→ **Exercise prompt**
Wherever a line below holds the word "async", copy that line.

→ **Task data**
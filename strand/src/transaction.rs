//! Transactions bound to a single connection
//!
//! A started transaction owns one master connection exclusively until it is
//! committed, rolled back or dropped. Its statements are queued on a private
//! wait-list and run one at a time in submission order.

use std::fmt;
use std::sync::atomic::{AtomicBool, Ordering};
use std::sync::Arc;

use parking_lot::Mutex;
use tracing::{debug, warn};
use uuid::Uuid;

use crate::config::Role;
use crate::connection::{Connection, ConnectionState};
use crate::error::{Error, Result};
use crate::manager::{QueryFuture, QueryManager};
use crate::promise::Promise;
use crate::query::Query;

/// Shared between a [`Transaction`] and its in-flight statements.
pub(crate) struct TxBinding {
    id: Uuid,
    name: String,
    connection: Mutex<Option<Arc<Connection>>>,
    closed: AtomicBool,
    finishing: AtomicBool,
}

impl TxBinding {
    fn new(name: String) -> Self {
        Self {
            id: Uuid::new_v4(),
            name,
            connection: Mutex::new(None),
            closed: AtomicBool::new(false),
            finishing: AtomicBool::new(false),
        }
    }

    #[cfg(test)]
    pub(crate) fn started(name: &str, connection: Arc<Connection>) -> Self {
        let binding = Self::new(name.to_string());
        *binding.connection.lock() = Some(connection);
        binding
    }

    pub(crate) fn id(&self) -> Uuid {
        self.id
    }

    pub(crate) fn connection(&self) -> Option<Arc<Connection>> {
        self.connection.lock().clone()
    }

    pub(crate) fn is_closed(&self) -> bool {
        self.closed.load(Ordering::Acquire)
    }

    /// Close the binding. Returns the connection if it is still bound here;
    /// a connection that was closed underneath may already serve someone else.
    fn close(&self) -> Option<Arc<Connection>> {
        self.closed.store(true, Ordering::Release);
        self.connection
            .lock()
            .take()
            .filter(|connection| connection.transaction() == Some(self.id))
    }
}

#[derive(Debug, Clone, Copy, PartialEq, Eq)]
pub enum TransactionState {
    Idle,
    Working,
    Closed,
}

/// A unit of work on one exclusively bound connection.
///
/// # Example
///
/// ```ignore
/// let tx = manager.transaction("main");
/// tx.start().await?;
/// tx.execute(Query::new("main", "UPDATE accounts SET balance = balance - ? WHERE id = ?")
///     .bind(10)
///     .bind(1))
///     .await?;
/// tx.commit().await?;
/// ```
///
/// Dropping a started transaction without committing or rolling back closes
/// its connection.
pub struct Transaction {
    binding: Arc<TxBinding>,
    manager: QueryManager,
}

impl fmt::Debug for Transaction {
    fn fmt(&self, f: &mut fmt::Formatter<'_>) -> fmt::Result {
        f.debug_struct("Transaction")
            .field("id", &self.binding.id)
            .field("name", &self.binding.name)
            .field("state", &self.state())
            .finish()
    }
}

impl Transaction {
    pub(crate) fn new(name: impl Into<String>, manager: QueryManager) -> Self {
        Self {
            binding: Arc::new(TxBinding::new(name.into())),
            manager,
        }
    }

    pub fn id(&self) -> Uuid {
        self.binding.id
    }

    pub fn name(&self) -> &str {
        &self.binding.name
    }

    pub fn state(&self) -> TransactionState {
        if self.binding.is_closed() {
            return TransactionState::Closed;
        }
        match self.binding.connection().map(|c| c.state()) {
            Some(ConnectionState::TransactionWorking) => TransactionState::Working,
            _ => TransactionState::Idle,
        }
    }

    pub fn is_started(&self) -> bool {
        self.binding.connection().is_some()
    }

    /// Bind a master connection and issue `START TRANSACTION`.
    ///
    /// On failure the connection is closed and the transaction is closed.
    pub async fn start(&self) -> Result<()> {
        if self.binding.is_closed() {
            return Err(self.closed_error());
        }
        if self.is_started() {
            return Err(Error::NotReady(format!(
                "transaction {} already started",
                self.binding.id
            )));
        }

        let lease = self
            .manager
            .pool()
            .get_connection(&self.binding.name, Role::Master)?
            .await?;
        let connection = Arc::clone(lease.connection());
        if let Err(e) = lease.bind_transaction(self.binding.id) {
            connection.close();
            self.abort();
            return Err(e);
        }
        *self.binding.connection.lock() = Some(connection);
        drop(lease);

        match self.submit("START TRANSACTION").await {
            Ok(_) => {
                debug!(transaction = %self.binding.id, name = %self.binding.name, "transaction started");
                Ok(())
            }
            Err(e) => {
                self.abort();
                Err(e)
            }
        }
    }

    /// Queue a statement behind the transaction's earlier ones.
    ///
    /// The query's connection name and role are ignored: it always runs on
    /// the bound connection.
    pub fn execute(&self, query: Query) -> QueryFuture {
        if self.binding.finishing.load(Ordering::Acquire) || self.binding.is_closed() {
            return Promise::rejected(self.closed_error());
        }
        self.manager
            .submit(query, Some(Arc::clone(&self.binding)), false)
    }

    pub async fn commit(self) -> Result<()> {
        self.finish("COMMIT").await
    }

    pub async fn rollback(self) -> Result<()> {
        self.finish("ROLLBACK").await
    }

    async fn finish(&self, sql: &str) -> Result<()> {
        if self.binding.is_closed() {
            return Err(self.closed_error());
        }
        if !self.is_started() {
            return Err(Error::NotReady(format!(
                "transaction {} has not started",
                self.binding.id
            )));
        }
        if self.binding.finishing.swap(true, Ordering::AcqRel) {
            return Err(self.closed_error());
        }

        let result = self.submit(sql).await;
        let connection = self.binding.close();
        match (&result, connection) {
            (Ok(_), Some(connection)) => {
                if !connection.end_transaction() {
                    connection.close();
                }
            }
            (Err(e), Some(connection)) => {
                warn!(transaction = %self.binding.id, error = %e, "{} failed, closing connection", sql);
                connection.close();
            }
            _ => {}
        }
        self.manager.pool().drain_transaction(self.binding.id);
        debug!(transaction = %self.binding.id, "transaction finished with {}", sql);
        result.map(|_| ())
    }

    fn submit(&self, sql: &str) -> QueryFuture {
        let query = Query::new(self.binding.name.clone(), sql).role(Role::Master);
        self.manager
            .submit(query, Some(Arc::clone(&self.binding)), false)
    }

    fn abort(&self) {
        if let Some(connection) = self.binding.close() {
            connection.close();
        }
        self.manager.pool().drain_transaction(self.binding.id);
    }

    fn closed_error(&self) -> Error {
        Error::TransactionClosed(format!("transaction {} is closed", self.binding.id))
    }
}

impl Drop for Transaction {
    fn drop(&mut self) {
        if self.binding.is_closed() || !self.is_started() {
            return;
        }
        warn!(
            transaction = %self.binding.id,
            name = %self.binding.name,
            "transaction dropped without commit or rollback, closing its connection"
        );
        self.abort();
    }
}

→ **Written response**
    pub async fn start(&self) -> Result<()> {
    pub async fn commit(self) -> Result<()> {
    pub async fn rollback(self) -> Result<()> {
    async fn finish(&self, sql: &str) -> Result<()> {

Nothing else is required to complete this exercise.